Says Mumtaz, who hails from the film and art industry: “It’s been maybe 20 years since I last performed onstage. Grace approached me, and I was a little hesitant at first, especially with the learning curve, but I’ve been very happy to be on board as I push myself and my boundaries. It’s so important for representation, and I’m very privileged to be working with such talented actors and a brilliant director.”

Says Rebekah: “All of us were actually involved in a playwriting workshop that Grace spearheaded with Alfian (Sa’at). We realized that amidst all the narratives, there simply were too few that dealt with Indian lives. There’s this lack of exposure to the Indian culture and the lives we lead, and we saw a need to highlight certain attitudes. Our job is not to cauterize the wound – it’s to rip off the bandaid and tell people yes, it hurts but there’s hope. We’re not care professionals, but we bring out these issues in a safe space, and want to reassure women that you are not any less whether or not you receive help. Let’s talk about this, and have some continuity and increased awareness of these issues.”
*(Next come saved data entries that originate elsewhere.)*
use axum::{
    Json,
    extract::{FromRequest, Request, rejection::JsonRejection},
};
use serde::de::DeserializeOwned;

use crate::error::AppError;

/// `Json<T>` that reports bad bodies as [`AppError::Validation`], so request
/// errors share the `{code, message}` shape of every other failure.
pub struct AppJson<T>(pub T);

impl<S, T> FromRequest<S> for AppJson<T>
where
    Json<T>: FromRequest<S, Rejection = JsonRejection>,
    T: DeserializeOwned,
    S: Send + Sync,
{
    type Rejection = AppError;

    async fn from_request(req: Request, state: &S) -> Result<Self, Self::Rejection> {
        match Json::<T>::from_request(req, state).await {
            Ok(Json(value)) => Ok(AppJson(value)),
            Err(JsonRejection::MissingJsonContentType(_)) => Err(AppError::Validation(
                "Expected a JSON body with Content-Type: application/json".into(),
            )),
            Err(rejection) => {
                tracing::debug!(error = %rejection.body_text(), "Rejected request body");
                Err(AppError::Validation(rejection.body_text()))
            }
        }
    }
}
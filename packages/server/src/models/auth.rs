use chrono::{DateTime, Utc};
use serde::{Deserialize, Serialize};

use crate::entity::user;
use crate::error::AppError;

/// Request body for user registration.
#[derive(Deserialize, utoipa::ToSchema)]
pub struct RegisterRequest {
    /// Unique username (3-20 chars, alphanumeric and underscores).
    #[schema(example = "alice_wonder")]
    pub username: String,
    /// Unique email address.
    #[schema(example = "alice@example.com")]
    pub email: String,
    /// Password (at least 8 characters).
    #[schema(example = "s3cure_P@ss!")]
    pub password: String,
}

pub fn validate_register_request(payload: &RegisterRequest) -> Result<(), AppError> {
    let username = payload.username.trim();
    let len = username.chars().count();
    if !(3..=20).contains(&len) {
        return Err(AppError::Validation(
            "Username must be 3-20 characters".into(),
        ));
    }
    if !username
        .chars()
        .all(|c| c.is_ascii_alphanumeric() || c == '_')
    {
        return Err(AppError::Validation(
            "Username must contain only letters, digits, and underscores".into(),
        ));
    }
    if !is_valid_email(payload.email.trim()) {
        return Err(AppError::Validation("Invalid email address".into()));
    }
    if payload.password.chars().count() < 8 {
        return Err(AppError::Validation(
            "Password must be at least 8 characters".into(),
        ));
    }
    Ok(())
}

/// `local@domain.tld` with a letters-only TLD of at least two characters.
fn is_valid_email(email: &str) -> bool {
    let Some((local, domain)) = email.split_once('@') else {
        return false;
    };
    let Some((host, tld)) = domain.rsplit_once('.') else {
        return false;
    };

    !local.is_empty()
        && local
            .chars()
            .all(|c| c.is_ascii_alphanumeric() || "._%+-".contains(c))
        && !host.is_empty()
        && host
            .chars()
            .all(|c| c.is_ascii_alphanumeric() || c == '.' || c == '-')
        && tld.len() >= 2
        && tld.chars().all(|c| c.is_ascii_alphabetic())
}

/// Request body for user login.
#[derive(Deserialize, utoipa::ToSchema)]
#[serde(rename_all = "camelCase")]
pub struct LoginRequest {
    /// Username or email of the account.
    #[schema(example = "alice_wonder")]
    #[serde(alias = "username_or_email")]
    pub username_or_email: String,
    /// Account password.
    #[schema(example = "s3cure_P@ss!")]
    pub password: String,
}

pub fn validate_login_request(payload: &LoginRequest) -> Result<(), AppError> {
    if payload.username_or_email.trim().is_empty() {
        return Err(AppError::Validation(
            "Username or email must not be empty".into(),
        ));
    }
    if payload.password.is_empty() {
        return Err(AppError::Validation("Password must not be empty".into()));
    }
    Ok(())
}

/// Public view of an account.
#[derive(Serialize, utoipa::ToSchema)]
pub struct UserResponse {
    #[schema(example = 42)]
    pub id: i32,
    #[schema(example = "alice_wonder")]
    pub username: String,
    #[schema(example = "alice@example.com")]
    pub email: String,
    pub created_at: DateTime<Utc>,
}

impl From<user::Model> for UserResponse {
    fn from(user: user::Model) -> Self {
        Self {
            id: user.id,
            username: user.username,
            email: user.email,
            created_at: user.created_at,
        }
    }
}

/// Returned by register and login.
#[derive(Serialize, utoipa::ToSchema)]
pub struct AuthResponse {
    #[schema(example = "Login successful")]
    pub message: String,
    /// Bearer token.
    #[schema(example = "eyJhbGciOiJIUzI1NiIs...")]
    pub token: String,
    pub user: UserResponse,
}

/// The authenticated user's profile.
#[derive(Serialize, utoipa::ToSchema)]
pub struct MeResponse {
    #[schema(example = 42)]
    pub id: i32,
    #[schema(example = "alice_wonder")]
    pub username: String,
    #[schema(example = "alice@example.com")]
    pub email: String,
    /// Sum of points over all of the user's predictions.
    #[schema(example = 135)]
    pub total_points: i64,
    pub created_at: DateTime<Utc>,
}

#[derive(Serialize, utoipa::ToSchema)]
pub struct TokenResponse {
    #[schema(example = "eyJhbGciOiJIUzI1NiIs...")]
    pub token: String,
}
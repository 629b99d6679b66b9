use axum::Json;
use axum::extract::{Path, State};
use axum::http::StatusCode;
use axum::response::IntoResponse;
use sea_orm::*;
use tracing::instrument;

use crate::entity::football_match;
use crate::error::{AppError, ErrorBody};
use crate::extractors::auth::AuthUser;
use crate::extractors::json::AppJson;
use crate::models::prediction::*;
use crate::prediction::PredictionService;
use crate::state::AppState;

#[utoipa::path(
    post,
    path = "/",
    tag = "Predictions",
    operation_id = "createPrediction",
    summary = "Predict the score of a match",
    description = "Stores the caller's prediction and scores it against the match's current result. One prediction per user and match.",
    request_body = CreatePredictionRequest,
    responses(
        (status = 201, description = "Prediction created", body = PredictionResponse),
        (status = 400, description = "Negative scores (VALIDATION_ERROR)", body = ErrorBody),
        (status = 401, description = "Unauthorized (TOKEN_MISSING, TOKEN_INVALID)", body = ErrorBody),
        (status = 404, description = "Match not found (NOT_FOUND)", body = ErrorBody),
        (status = 409, description = "Already predicted (CONFLICT)", body = ErrorBody),
    ),
    security(("jwt" = [])),
)]
#[instrument(skip(state, auth_user, payload), fields(user_id = auth_user.user_id, match_id = payload.match_id))]
pub async fn create_prediction(
    auth_user: AuthUser,
    State(state): State<AppState>,
    AppJson(payload): AppJson<CreatePredictionRequest>,
) -> Result<impl IntoResponse, AppError> {
    let (saved, game) = PredictionService::new(&state.db)
        .create(
            auth_user.user_id,
            payload.match_id,
            payload.predicted_score_home,
            payload.predicted_score_away,
        )
        .await?;

    Ok((
        StatusCode::CREATED,
        Json(PredictionResponse::new(saved, &game)),
    ))
}

#[utoipa::path(
    get,
    path = "/{id}",
    tag = "Predictions",
    operation_id = "getPredictionForMatch",
    summary = "Get the caller's prediction for a match",
    params(("id" = i32, Path, description = "Match ID (not a prediction ID)")),
    responses(
        (status = 200, description = "The prediction", body = PredictionResponse),
        (status = 401, description = "Unauthorized (TOKEN_MISSING, TOKEN_INVALID)", body = ErrorBody),
        (status = 404, description = "No prediction for this match (NOT_FOUND)", body = ErrorBody),
    ),
    security(("jwt" = [])),
)]
#[instrument(skip(state, auth_user), fields(user_id = auth_user.user_id))]
pub async fn get_prediction(
    auth_user: AuthUser,
    State(state): State<AppState>,
    Path(match_id): Path<i32>,
) -> Result<Json<PredictionResponse>, AppError> {
    let saved = PredictionService::new(&state.db)
        .find_for_match(auth_user.user_id, match_id)
        .await?
        .ok_or_else(|| AppError::NotFound("Prediction not found".into()))?;

    let game = football_match::Entity::find_by_id(match_id)
        .one(&state.db)
        .await?
        .ok_or_else(|| AppError::NotFound("Match not found".into()))?;

    Ok(Json(PredictionResponse::new(saved, &game)))
}

#[utoipa::path(
    put,
    path = "/{id}",
    tag = "Predictions",
    operation_id = "updatePrediction",
    summary = "Change a prediction",
    description = "Replaces the predicted scores of one of the caller's predictions and rescores it.",
    params(("id" = i32, Path, description = "Prediction ID")),
    request_body = UpdatePredictionRequest,
    responses(
        (status = 200, description = "Prediction updated", body = PredictionResponse),
        (status = 400, description = "Negative scores (VALIDATION_ERROR)", body = ErrorBody),
        (status = 401, description = "Unauthorized (TOKEN_MISSING, TOKEN_INVALID)", body = ErrorBody),
        (status = 404, description = "Not found or not owned (NOT_FOUND)", body = ErrorBody),
    ),
    security(("jwt" = [])),
)]
#[instrument(skip(state, auth_user, payload), fields(user_id = auth_user.user_id, prediction_id = id))]
pub async fn update_prediction(
    auth_user: AuthUser,
    State(state): State<AppState>,
    Path(id): Path<i32>,
    AppJson(payload): AppJson<UpdatePredictionRequest>,
) -> Result<Json<PredictionResponse>, AppError> {
    let (saved, game) = PredictionService::new(&state.db)
        .update(
            auth_user.user_id,
            id,
            payload.predicted_score_home,
            payload.predicted_score_away,
        )
        .await?;

    Ok(Json(PredictionResponse::new(saved, &game)))
}

#[utoipa::path(
    get,
    path = "/my-predictions",
    tag = "Predictions",
    operation_id = "listMyPredictions",
    summary = "List the caller's predictions",
    description = "Every prediction of the caller joined with its match, latest kickoff first.",
    responses(
        (status = 200, description = "The caller's predictions", body = UserPredictionListResponse),
        (status = 401, description = "Unauthorized (TOKEN_MISSING, TOKEN_INVALID)", body = ErrorBody),
    ),
    security(("jwt" = [])),
)]
#[instrument(skip(state, auth_user), fields(user_id = auth_user.user_id))]
pub async fn list_my_predictions(
    auth_user: AuthUser,
    State(state): State<AppState>,
) -> Result<Json<UserPredictionListResponse>, AppError> {
    let data: Vec<UserPredictionResponse> = PredictionService::new(&state.db)
        .list_for_user(auth_user.user_id)
        .await?
        .into_iter()
        .map(|(p, game)| UserPredictionResponse {
            prediction: PredictionResponse::new(p, &game),
            football_match: game.into(),
        })
        .collect();

    Ok(Json(UserPredictionListResponse {
        count: data.len(),
        data,
    }))
}
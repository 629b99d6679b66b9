//! Wire types for the provider's `/fixtures` response.
//!
//! Every field is optional on the wire. Missing or `null` values fall back to
//! their defaults so that one sloppy entry only drops that entry.

use common::{FixtureRecord, RecordParseError};
use serde::{Deserialize, Deserializer};
use serde_json::Value;
use tracing::warn;

use super::FeedError;

#[derive(Debug, Default, Deserialize)]
pub struct FixturesEnvelope {
    /// `[]` on success, an object or non-empty array of messages on failure.
    #[serde(default)]
    pub errors: Value,
    #[serde(default, deserialize_with = "null_as_default")]
    pub response: Vec<Value>,
}

#[derive(Debug, Default, Deserialize)]
#[serde(default)]
pub struct FixtureEntry {
    #[serde(deserialize_with = "null_as_default")]
    pub fixture: FixtureInfo,
    #[serde(deserialize_with = "null_as_default")]
    pub league: LeagueInfo,
    #[serde(deserialize_with = "null_as_default")]
    pub teams: Teams,
    #[serde(deserialize_with = "null_as_default")]
    pub score: ScoreInfo,
}

#[derive(Debug, Default, Deserialize)]
#[serde(default)]
pub struct FixtureInfo {
    pub id: Option<i64>,
    #[serde(deserialize_with = "null_as_default")]
    pub date: String,
}

#[derive(Debug, Default, Deserialize)]
#[serde(default)]
pub struct LeagueInfo {
    #[serde(deserialize_with = "null_as_default")]
    pub round: String,
}

#[derive(Debug, Default, Deserialize)]
#[serde(default)]
pub struct Teams {
    #[serde(deserialize_with = "null_as_default")]
    pub home: TeamInfo,
    #[serde(deserialize_with = "null_as_default")]
    pub away: TeamInfo,
}

#[derive(Debug, Default, Deserialize)]
#[serde(default)]
pub struct TeamInfo {
    #[serde(deserialize_with = "null_as_default")]
    pub name: String,
}

#[derive(Debug, Default, Deserialize)]
#[serde(default)]
pub struct ScoreInfo {
    #[serde(deserialize_with = "null_as_default")]
    pub fulltime: Goals,
}

#[derive(Debug, Default, Deserialize)]
#[serde(default)]
pub struct Goals {
    pub home: Option<i32>,
    pub away: Option<i32>,
}

impl FixtureEntry {
    pub fn into_record(self) -> Result<FixtureRecord, RecordParseError> {
        FixtureRecord::from_raw(
            &self.teams.home.name,
            &self.teams.away.name,
            &self.fixture.date,
            &self.league.round,
            self.score.fulltime.home,
            self.score.fulltime.away,
        )
    }
}

/// Treat an explicit JSON `null` the same as an absent field.
fn null_as_default<'de, D, T>(deserializer: D) -> Result<T, D::Error>
where
    D: Deserializer<'de>,
    T: Deserialize<'de> + Default,
{
    Ok(Option::<T>::deserialize(deserializer)?.unwrap_or_default())
}

fn has_provider_errors(errors: &Value) -> bool {
    match errors {
        Value::Object(map) => !map.is_empty(),
        Value::Array(items) => !items.is_empty(),
        Value::String(s) => !s.is_empty(),
        _ => false,
    }
}

/// Translate a raw `/fixtures` body into normalized records.
///
/// Entries that fail to decode or validate are logged and skipped. Only an
/// unreadable envelope or a provider-reported error fails the whole batch.
pub fn parse_fixtures(body: &str) -> Result<Vec<FixtureRecord>, FeedError> {
    let envelope: FixturesEnvelope = serde_json::from_str(body)?;
    if has_provider_errors(&envelope.errors) {
        return Err(FeedError::Provider(envelope.errors.to_string()));
    }

    let total = envelope.response.len();
    let records: Vec<FixtureRecord> = envelope
        .response
        .into_iter()
        .filter_map(|raw| {
            let entry = match serde_json::from_value::<FixtureEntry>(raw) {
                Ok(entry) => entry,
                Err(e) => {
                    warn!(error = %e, "Dropping undecodable fixture entry");
                    return None;
                }
            };
            let fixture_id = entry.fixture.id;
            entry
                .into_record()
                .inspect_err(|e| warn!(?fixture_id, error = %e, "Dropping fixture entry"))
                .ok()
        })
        .collect();

    if records.len() < total {
        warn!(
            kept = records.len(),
            dropped = total - records.len(),
            "Some fixture entries were dropped"
        );
    }
    Ok(records)
}
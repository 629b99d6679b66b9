use axum::Json;
use axum::extract::State;
use tracing::instrument;

use crate::error::AppError;
use crate::leaderboard::LeaderboardService;
use crate::models::leaderboard::LeaderboardResponse;
use crate::state::AppState;

#[utoipa::path(
    get,
    path = "/leaderboard",
    tag = "Leaderboard",
    operation_id = "getLeaderboard",
    summary = "Ranked standings",
    description = "Users with at least one prediction, by total points. Ties are broken by username, and ranks are always consecutive.",
    responses(
        (status = 200, description = "Standings", body = LeaderboardResponse),
    ),
)]
#[instrument(skip(state))]
pub async fn get_leaderboard(
    State(state): State<AppState>,
) -> Result<Json<LeaderboardResponse>, AppError> {
    let leaderboard = LeaderboardService::new(&state.db).standings().await?;
    Ok(Json(LeaderboardResponse {
        count: leaderboard.len(),
        leaderboard,
    }))
}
Taking audiences into a journey into their past, present and future, Grace believes that as much as society has progressed, according to the UN – 35% of females around the world have experienced sexual violence to varying degrees. Says Grace: “Thats the beauty of theatre, it’s not on the news, it doesn’t feel like a distant statistic. It’s right there in front of you and you have to deal with it. You have to question your choices and decisions. You will have to empathise.”